As FJ is an avid time-traveling fan, he wants to do the following: start at some field, travel through some paths and wormholes, and return to the starting field a time before his initial departure. Perhaps he will be able to meet himself :) .
To help FJ find out whether this is possible or not, he will supply you with complete maps to F (1 ≤ F ≤ 5) of his farms. No paths will take longer than 10,000 seconds to travel and no wormhole can bring FJ back in time by more than 10,000 seconds.
Input
Line 1: A single integer, F. F farm descriptions follow.
Line 1 of each farm: Three space-separated integers respectively: N, M, and W
Lines 2..M+1 of each farm: Three space-separated numbers (S, E, T) that describe, respectively: a bidirectional path between S and E that requires T seconds to traverse. Two fields might be connected by more than one path.

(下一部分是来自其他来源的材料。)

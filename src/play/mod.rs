//! Gameplay core
//!
//! Everything that decides what a tap means lives here. This module is pure
//! and synchronous:
//! - Hit testing is referentially transparent
//! - Hint selection only sees an injected random source
//! - The session holds no reference back into presentation

pub mod hint;
pub mod session;

pub use hint::{HintRng, RngSource, UniformSource, pick_hint_target};
pub use hit_test::find_hit_target;
pub use session::{GameSession, HintReveal, HitOutcome, MissOutcome, SessionStatus};
use bikeshare_schema::Variant;
use serde::Deserialize;
use std::fs;
use std::path::{Path, PathBuf};
use thiserror::Error;

#[derive(Debug, Error)]
pub enum ConfigError {
    #[error("failed to read config file: {0}")]
    Io(#[from] std::io::Error),
    #[error("failed to parse config: {0}")]
    ParseToml(#[from] toml::de::Error),
    #[error("invalid config: {0}")]
    Invalid(String),
}

/// Server settings, read from a TOML file and overridable from the command line.
///
/// ```toml
/// bind = "0.0.0.0"
/// port = 8080
/// variant = "validated-hash"
/// data_dir = "/var/lib/bikeshare"
/// workers = 8
/// ```
#[derive(Debug, Clone, Deserialize, PartialEq, Eq)]
#[serde(deny_unknown_fields)]
pub struct ServerConfig {
    #[serde(default = "default_bind")]
    pub bind: String,
    #[serde(default = "default_port")]
    pub port: u16,
    /// Absent keeps all data in memory.
    #[serde(default)]
    pub data_dir: Option<PathBuf>,
    #[serde(default = "default_variant")]
    pub variant: Variant,
    #[serde(default = "default_workers")]
    pub workers: usize,
}

impl Default for ServerConfig {
    fn default() -> Self {
        Self {
            bind: default_bind(),
            port: default_port(),
            data_dir: None,
            variant: default_variant(),
            workers: default_workers(),
        }
    }
}

fn default_bind() -> String {
    "0.0.0.0".to_owned()
}

fn default_port() -> u16 {
    8080
}

fn default_variant() -> Variant {
    Variant::Document
}

fn default_workers() -> usize {
    4
}

impl ServerConfig {
    pub fn addr(&self) -> String {
        format!("{}:{}", self.bind, self.port)
    }

    pub fn validate(&self) -> Result<(), ConfigError> {
        if self.bind.trim().is_empty() {
            return Err(ConfigError::Invalid("bind address must not be empty".to_owned()));
        }
        if self.workers == 0 {
            return Err(ConfigError::Invalid("workers must be at least 1".to_owned()));
        }
        Ok(())
    }
}

pub fn parse_config_str(input: &str) -> Result<ServerConfig, ConfigError> {
    let config: ServerConfig = toml::from_str(input)?;
    config.validate()?;
    Ok(config)
}

pub fn load_config_file(path: impl AsRef<Path>) -> Result<ServerConfig, ConfigError> {
    let content = fs::read_to_string(path)?;
    parse_config_str(&content)
}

Lines M+2..M+W+1 of each farm: Three space-separated numbers (S, E, T) that describe, respectively: A one way path from S to E that also moves the traveler back T seconds.
Output
Lines 1..F: For each farm, output "YES" if FJ can achieve his goal, otherwise output "NO" (do not include the quotes).
Sample Input
Sample Output
Hint
For farm 1, FJ cannot travel back in time.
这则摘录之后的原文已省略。